All stages of the study were carried out following the 1964 Helsinki declaration. The study protocol was approved by the Ethical Committee of the Gazi University of Ankara/Turkey (28 December 2021, Decision no: 2021-1194). In addition, written informed consent was obtained from the participants in the study.

2.2. Study Protocol

The survey form, which included (1) general information, (2) the food and nutrition literacy instrument (FNLI), and (3) the sustainable and healthy eating behaviors scale (SHEBS), was administered to the participants through face-to-face interviews by the researchers. In the general information section, the sociodemographic characteristics, educational status, and anthropometric measurements (body weight and height) of the individuals were recorded by the researchers. Body mass index (BMI, kg/m²) calculated using height (cm) and body weight (kg) measurements of participants was evaluated according to the World Health Organization classification [16]. After the survey form was prepared, a pilot application was carried out, and the research was started by making it formally more understandable and applicable in line with the suggestions. Moreover, permission for use was received via e-mail from the researchers who developed the instrument for the FNLI. For the use of the SHEBS Turkish version, permission was obtained via e-mail from the researchers who translated the scale into Turkish.

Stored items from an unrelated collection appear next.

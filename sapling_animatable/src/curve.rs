// Copyright 2025 the Sapling Authors
// SPDX-License-Identifier: Apache-2.0 OR MIT

//! Cubic Bézier timing curves.

use kurbo::Point;

/// A timing curve through `(0, 0)` and `(1, 1)` with two control points.
///
/// The horizontal axis is normalized time and the vertical axis is eased
/// progress. Solving for the parameter at a given time uses a few Newton
/// iterations and falls back to bisection when the derivative is too flat.
///
/// ```
/// use sapling_animatable::UnitCurve;
///
/// let curve = UnitCurve::EASE_IN_OUT;
/// assert_eq!(curve.value(0.0), 0.0);
/// assert_eq!(curve.value(1.0), 1.0);
/// assert!((curve.value(0.5) - 0.5).abs() < 1e-6);
/// assert!(curve.value(0.25) < 0.25);
/// ```
#[derive(Clone, Copy, Debug, PartialEq)]
pub struct UnitCurve {
    ax: f64,
    bx: f64,
    cx: f64,
    ay: f64,
    by: f64,
    cy: f64,
}

const NEWTON_ITERATIONS: usize = 8;
const SOLVE_EPSILON: f64 = 1e-7;

impl UnitCurve {
    /// Constant rate.
    pub const LINEAR: Self = Self::bezier_const(0.0, 0.0, 1.0, 1.0);
    /// Starts slowly.
    pub const EASE_IN: Self = Self::bezier_const(0.42, 0.0, 1.0, 1.0);
    /// Ends slowly.
    pub const EASE_OUT: Self = Self::bezier_const(0.0, 0.0, 0.58, 1.0);
    /// Starts and ends slowly.
    pub const EASE_IN_OUT: Self = Self::bezier_const(0.42, 0.0, 0.58, 1.0);

    /// Builds a curve from its two control points.
    ///
    /// The horizontal coordinates are clamped to `0..=1` so the curve stays a
    /// function of time.
    #[must_use]
    pub fn bezier(start_control: Point, end_control: Point) -> Self {
        Self::bezier_const(
            start_control.x.clamp(0.0, 1.0),
            start_control.y,
            end_control.x.clamp(0.0, 1.0),
            end_control.y,
        )
    }

    const fn bezier_const(x1: f64, y1: f64, x2: f64, y2: f64) -> Self {
        let cx = 3.0 * x1;
        let bx = 3.0 * (x2 - x1) - cx;
        let ax = 1.0 - cx - bx;
        let cy = 3.0 * y1;
        let by = 3.0 * (y2 - y1) - cy;
        let ay = 1.0 - cy - by;
        Self {
            ax,
            bx,
            cx,
            ay,
            by,
            cy,
        }
    }

    /// Eased progress at normalized time `progress`, clamped to `0..=1`.
    #[must_use]
    pub fn value(&self, progress: f64) -> f64 {
        let t = self.solve_parameter(progress.clamp(0.0, 1.0));
        self.sample_y(t)
    }

    /// Rate of change of the eased progress with respect to time.
    #[must_use]
    pub fn velocity(&self, progress: f64) -> f64 {
        let t = self.solve_parameter(progress.clamp(0.0, 1.0));
        let dx = self.sample_dx(t);
        if dx.abs() < SOLVE_EPSILON {
            return 0.0;
        }
        self.sample_dy(t) / dx
    }

    fn sample_x(&self, t: f64) -> f64 {
        ((self.ax * t + self.bx) * t + self.cx) * t
    }

    fn sample_y(&self, t: f64) -> f64 {
        ((self.ay * t + self.by) * t + self.cy) * t
    }

    fn sample_dx(&self, t: f64) -> f64 {
        (3.0 * self.ax * t + 2.0 * self.bx) * t + self.cx
    }

    fn sample_dy(&self, t: f64) -> f64 {
        (3.0 * self.ay * t + 2.0 * self.by) * t + self.cy
    }

    fn solve_parameter(&self, x: f64) -> f64 {
        let mut t = x;
        for _ in 0..NEWTON_ITERATIONS {
            let err = self.sample_x(t) - x;
            if err.abs() < SOLVE_EPSILON {
                return t;
            }
            let d = self.sample_dx(t);
            if d.abs() < 1e-6 {
                break;
            }
            t -= err / d;
        }

        let (mut lo, mut hi) = (0.0, 1.0);
        t = x;
        while lo < hi {
            let sx = self.sample_x(t);
            if (sx - x).abs() < SOLVE_EPSILON {
                return t;
            }
            if x > sx {
                lo = t;
            } else {
                hi = t;
            }
            let next = (hi - lo) * 0.5 + lo;
            if next == t {
                break;
            }
            t = next;
        }
        t
    }
}

impl Default for UnitCurve {
    fn default() -> Self {
        Self::EASE_IN_OUT
    }
}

The food and nutrition literacy instrument used in the study was developed by Demir and Özer (2022) to evaluate declarative, procedural, and subjective knowledge outputs about planning and management of consumption, food selection, sustainable food system, food preparation, and eating in young adults [17]. The instrument evaluated knowledge, attitude, and behavior sub-dimensions. It included Likert-type items and knowledge questions in which five and four factors are evaluated in each sub-dimension. Cronbach’s α reliability coefficient of the instrument was calculated as 0.803 in the present study. In the analyses, the FNLI score was used either as a continuous variable or as a categorical variable by dividing the scores of sub-dimensions into three categories as excellent level (43–50 points for knowledge, 34–50 points for attitude, and 30–50 points for behavior), limited level (33–42 points for knowledge, 26–33 points for attitude, and 19–29 points for behavior), and inadequate level (0–32 points for knowledge, 0–25 points for attitude, and 0–18 points for behavior) [17].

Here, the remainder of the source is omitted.